As Phyllis Balch explains in her seminal work on nutritional healing;
“People in the United States consume more dairy products per capita than any other two nations on earth put together, yet also have the world’s highest rates of osteoporosis and bone fractures among elderly people”. (3)
Additional influences in the development of osteoporosis are the quantity of meat, salt, sugar, alcohol and caffeine that people consume. Carbonated drinks are also problematic; and it goes without saying that a diet lacking in raw salad leaves and dark green leafy vegetables (both of which are excellent sources of dietary calcium) will exacerbate acidity.
ENTER STAGE THREE
What the BBC did not tell us in its subtle attack on ‘fad’ diets and the health advice given by anybody other than a medical doctor; but the National Osteoporosis Society in fact do, is that;
“If you don’t eat dairy products, you will need to include lots of other calcium-rich foods such as green leafy vegetables, almonds, sesame seeds, dried fruit, pulses, fortified soya drinks and soya protein (tofu) in your diet.”
“A vegetarian diet is not a risk factor for osteoporosis and vegetarians and vegans do not appear to have poorer bone health than the rest of the population.” (4)
Dairy is delicious, and can be enjoyed as part of broad-based, seasonally variable diet.
But dairy is not an essential food group by any stretch of the imagination, and for too long we have been told that it is, by those who produce it in concentrated animal feeding operations (CAFOs) and whose finances, rather than our health, are being put at risk as society realises it was being duped all along.

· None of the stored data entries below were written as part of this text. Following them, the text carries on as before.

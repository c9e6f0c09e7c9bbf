//! Build-time configuration of the UV furnace controller firmware.
//!
//! Everything here is fixed when the image is built: cargo features select the
//! debug stream and the optional integrations, and `cfg.toml` provides the
//! network identity (see `build.rs`).

#![cfg_attr(not(test), no_std)]

pub mod config;
pub mod constants;
pub mod debug;
pub mod features;
pub mod network;
pub mod parse;
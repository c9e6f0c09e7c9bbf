use std::{env, error::Error, fs, path::Path};

use serde::Deserialize;

#[path = "src/parse.rs"]
mod parse;

use parse::{feature_section, non_empty, parse_ipv4, parse_mac};

#[derive(Deserialize)]
struct RawConfig {
    hostname: String,
    mac: String,
    wifi_ssid: String,
    wifi_psk: String,
    static_ip: Option<RawStaticIp>,
    influxdb: Option<RawInfluxDb>,
    blynk: Option<RawBlynk>,
}

#[derive(Deserialize)]
struct RawStaticIp {
    ip: String,
    dns_server: String,
    gateway: String,
    subnet: String,
}

#[derive(Deserialize)]
struct RawInfluxDb {
    host: String,
    port: u16,
    database: String,
    measurement: String,
    token: Option<String>,
}

#[derive(Deserialize)]
struct RawBlynk {
    auth_token: String,
    host: String,
    port: u16,
}

fn feature_enabled(name: &str) -> bool {
    env::var_os(format!("CARGO_FEATURE_{}", name.to_uppercase().replace('-', "_"))).is_some()
}

fn ipv4_literal(field: &str, s: &str) -> Result<String, Box<dyn Error>> {
    let addr = parse_ipv4(s).map_err(|e| format!("{field} {s:?} {e}"))?;
    let [a, b, c, d] = addr.octets();
    Ok(format!("Ipv4Addr::new({a}, {b}, {c}, {d})"))
}

fn section<T>(feature: &str, table: &str, section: Option<T>) -> Result<Option<T>, Box<dyn Error>> {
    feature_section(feature_enabled(feature), section)
        .map_err(|e| format!("feature `{feature}`: [{table}] {e} in cfg.toml").into())
}

fn main() -> Result<(), Box<dyn Error>> {
    // Tell Cargo to rerun if toml changes
    println!("cargo:rerun-if-changed=cfg.toml");
    println!("cargo:rerun-if-changed=src/parse.rs");

    // Read and parse
    let toml_str = fs::read_to_string("cfg.toml")?;
    let raw: RawConfig = toml::from_str(&toml_str)?;

    let mac = parse_mac(&raw.mac).map_err(|e| format!("mac {:?} {e}", raw.mac))?;

    let influxdb = match section("influxdb", "influxdb", raw.influxdb)? {
        Some(db) => format!(
            "Some(InfluxDbConfig {{ host: {:?}, port: {}, database: {:?}, measurement: {:?}, token: {:?} }})",
            db.host, db.port, db.database, db.measurement, db.token
        ),
        None => "None".into(),
    };

    let blynk = match section("blynk", "blynk", raw.blynk)? {
        Some(b) => format!(
            "Some(BlynkConfig {{ auth_token: {:?}, host: {:?}, port: {} }})",
            non_empty(&b.auth_token).map_err(|e| format!("blynk.auth_token {e}"))?,
            b.host,
            b.port
        ),
        None => "None".into(),
    };

    // Static addressing is only emitted when the feature is on, so nothing can
    // reference it in a DHCP build.
    let static_ip = match section("static-ip", "static_ip", raw.static_ip)? {
        Some(s) => format!(
            r#"
        #[cfg(feature = "static-ip")]
        pub const STATIC_IP: StaticIpConfig = StaticIpConfig {{
            ip: {ip},
            dns_server: {dns},
            gateway: {gw},
            subnet: {mask},
        }};
    "#,
            ip = ipv4_literal("static_ip.ip", &s.ip)?,
            dns = ipv4_literal("static_ip.dns_server", &s.dns_server)?,
            gw = ipv4_literal("static_ip.gateway", &s.gateway)?,
            mask = ipv4_literal("static_ip.subnet", &s.subnet)?,
        ),
        None => String::new(),
    };

    // Generate Rust code
    let code = format!(
        r#"
        pub const CONFIG: Config = Config {{
            hostname: {host:?},
            mac: MacAddress::new({mac:?}),
            wifi_ssid: {ssid:?},
            wifi_psk: {psk:?},
            influxdb: {influxdb},
            blynk: {blynk},
        }};
        {static_ip}
    "#,
        host = raw.hostname,
        ssid = raw.wifi_ssid,
        psk = raw.wifi_psk,
    );

    let out_dir = env::var("OUT_DIR")?;
    let dest_path = Path::new(&out_dir).join("config.rs");
    fs::write(dest_path, code)?;
    Ok(())
}
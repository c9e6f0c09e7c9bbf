/// Compile-time toggles the firmware was built with.
#[derive(Debug, Clone, Copy, PartialEq, Eq)]
pub struct Features {
    pub debug: bool,
    pub influxdb: bool,
    pub blynk: bool,
    pub static_ip: bool,
}

pub const FEATURES: Features = Features {
    debug: cfg!(feature = "debug"),
    influxdb: cfg!(feature = "influxdb"),
    blynk: cfg!(feature = "blynk"),
    static_ip: cfg!(feature = "static-ip"),
};

fn on_off(enabled: bool) -> &'static str {
    if enabled {
        "on"
    } else {
        "off"
    }
}

impl Features {
    pub fn log_summary(&self) {
        log::info!(
            "Features: debug={} influxdb={} blynk={} static-ip={}",
            on_off(self.debug),
            on_off(self.influxdb),
            on_off(self.blynk),
            on_off(self.static_ip)
        );
    }
}
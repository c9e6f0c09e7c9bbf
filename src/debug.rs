//! Debug stream with `print`/`println` semantics on top of the `log` facade.
//!
//! `debug_print!` appends to a pending line and `debug_println!` terminates it;
//! every completed line becomes one `log` record under [`DEBUG_LOG_TARGET`].
//! Without the `debug` feature both macros expand to nothing and their
//! arguments are never evaluated.

use core::fmt::{self, Write};

use heapless::String;

#[cfg(feature = "debug")]
use crate::constants::DEBUG_LINE_CAPACITY;
#[allow(unused_imports)]
use crate::constants::DEBUG_LOG_TARGET;

/// Pending text of the current debug line.
pub struct LineBuffer<const N: usize> {
    line: String<N>,
}

impl<const N: usize> Default for LineBuffer<N> {
    fn default() -> Self {
        Self::new()
    }
}

impl<const N: usize> LineBuffer<N> {
    pub const fn new() -> Self {
        Self {
            line: String::new(),
        }
    }

    pub fn pending(&self) -> &str {
        &self.line
    }

    /// Append formatted text. Embedded newlines complete the line and a full
    /// buffer is flushed early, so `emit` may run several times.
    pub fn push<F: FnMut(&str)>(&mut self, args: fmt::Arguments<'_>, emit: &mut F) {
        let mut sink = Sink {
            line: &mut self.line,
            emit,
        };
        // Sink never fails
        let _ = sink.write_fmt(args);
    }

    /// Terminate the current line, emitting it even when empty.
    pub fn finish_line<F: FnMut(&str)>(&mut self, emit: &mut F) {
        emit(self.line.as_str());
        self.line.clear();
    }
}

struct Sink<'a, const N: usize, F: FnMut(&str)> {
    line: &'a mut String<N>,
    emit: &'a mut F,
}

impl<const N: usize, F: FnMut(&str)> Write for Sink<'_, N, F> {
    fn write_str(&mut self, s: &str) -> fmt::Result {
        for c in s.chars() {
            match c {
                '\r' => {}
                '\n' => {
                    (self.emit)(self.line.as_str());
                    self.line.clear();
                }
                c => {
                    if self.line.push(c).is_err() {
                        (self.emit)(self.line.as_str());
                        self.line.clear();
                        // a char wider than the whole buffer is dropped
                        let _ = self.line.push(c);
                    }
                }
            }
        }
        Ok(())
    }
}

#[cfg(feature = "debug")]
mod stream {
    use core::cell::RefCell;

    use embassy_sync::blocking_mutex::{raw::CriticalSectionRawMutex, Mutex};

    use super::*;

    static STREAM: Mutex<CriticalSectionRawMutex, RefCell<LineBuffer<DEBUG_LINE_CAPACITY>>> =
        Mutex::new(RefCell::new(LineBuffer::new()));

    fn emit(line: &str) {
        log::debug!(target: DEBUG_LOG_TARGET, "{}", line);
    }

    pub fn print(args: fmt::Arguments<'_>) {
        STREAM.lock(|stream| stream.borrow_mut().push(args, &mut emit));
    }

    pub fn println(args: fmt::Arguments<'_>) {
        STREAM.lock(|stream| {
            let mut stream = stream.borrow_mut();
            stream.push(args, &mut emit);
            stream.finish_line(&mut emit);
        });
    }
}

#[cfg(feature = "debug")]
pub use stream::{print, println};

/// Print to the debug stream without ending the line.
#[cfg(feature = "debug")]
#[macro_export]
macro_rules! debug_print {
    ($($arg:tt)*) => {
        $crate::debug::print(format_args!($($arg)*))
    };
}

/// Print to the debug stream and end the line.
#[cfg(feature = "debug")]
#[macro_export]
macro_rules! debug_println {
    () => {
        $crate::debug::println(format_args!(""))
    };
    ($($arg:tt)*) => {
        $crate::debug::println(format_args!($($arg)*))
    };
}

#[cfg(not(feature = "debug"))]
#[macro_export]
macro_rules! debug_print {
    ($($arg:tt)*) => {};
}

#[cfg(not(feature = "debug"))]
#[macro_export]
macro_rules! debug_println {
    ($($arg:tt)*) => {};
}
#![no_std]
#![no_main]

use embassy_executor::Spawner;
use embassy_net::Stack;
use embassy_time::{Duration, Timer};

use esp_alloc as _;
use esp_backtrace as _;
use esp_hal::{rng::Rng, timer::timg::TimerGroup};
use esp_println::logger::init_logger;

use uv_furnace::config::CONFIG;
use uv_furnace::constants::{HEAP_SIZE, HEARTBEAT_INTERVAL_SECS, VERSION};
use uv_furnace::debug_println;
use uv_furnace::features::FEATURES;
use uv_furnace::network::NetworkConfig;

mod wifi;

use wifi::Wifi;

esp_bootloader_esp_idf::esp_app_desc!();

#[esp_hal_embassy::main]
async fn main(spawner: Spawner) {
    init_logger(if FEATURES.debug {
        log::LevelFilter::Debug
    } else {
        log::LevelFilter::Info
    });

    let peripherals = esp_hal::init(esp_hal::Config::default());

    let rng = Rng::new(peripherals.RNG);

    esp_alloc::heap_allocator!(size: HEAP_SIZE);

    let timg0 = TimerGroup::new(peripherals.TIMG0);
    let timg1 = TimerGroup::new(peripherals.TIMG1);

    esp_hal_embassy::init(timg0.timer0);

    log::info!("UV furnace controller v{}", VERSION);
    FEATURES.log_summary();

    if let Some(influxdb) = &CONFIG.influxdb {
        log::info!(
            "InfluxDB target: {}:{}/{} ({})",
            influxdb.host,
            influxdb.port,
            influxdb.database,
            influxdb.measurement
        );
    }
    if let Some(blynk) = &CONFIG.blynk {
        log::info!("Blynk server: {}:{}", blynk.host, blynk.port);
    }

    let network = NetworkConfig::from_build();
    network.log_summary();
    if let Err(e) = network.validate() {
        log::error!("Invalid network configuration: {}", e);
        halt().await;
    }

    let wifi = match Wifi::new(&network, peripherals.WIFI, timg1.timer0, rng, spawner).await {
        Ok(wifi) => wifi,
        Err(e) => {
            log::error!("Wi-Fi initialisation failed: {}", e);
            halt().await
        }
    };

    if let Err(e) = wifi.connect().await {
        log::error!("Wi-Fi connection failed: {}", e);
        halt().await;
    }

    spawner.spawn(heartbeat(wifi.stack)).ok();
}

#[embassy_executor::task]
#[cfg_attr(not(feature = "debug"), allow(unused_variables, unused_assignments))]
async fn heartbeat(stack: Stack<'static>) {
    let mut beats: u32 = 0;
    loop {
        beats = beats.wrapping_add(1);
        debug_println!(
            "heartbeat {}: link={} ip={:?}",
            beats,
            if stack.is_link_up() { "up" } else { "down" },
            stack.config_v4().map(|c| c.address)
        );
        Timer::after(Duration::from_secs(HEARTBEAT_INTERVAL_SECS)).await;
    }
}

async fn halt() -> ! {
    loop {
        Timer::after(Duration::from_secs(HEARTBEAT_INTERVAL_SECS)).await;
    }
}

In the words of Arthur Schopenhauer;
“All truth passes through three stages. First, it is ridiculed. Second, it is violently opposed. Third, it is accepted as being self-evident.”
Calcium is needed for strong teeth and bones, but so too are many other minerals and vitamins; all of which are found abundantly in plants. And it is these, not dairy, that people are lacking and need to be encouraged to eat more of.
- University of Reading, 2015, Heart Health – a guide to cardiovascular disease.
- Phyllis A. Balch CNC, 2010, Prescription for Nutritional Healing.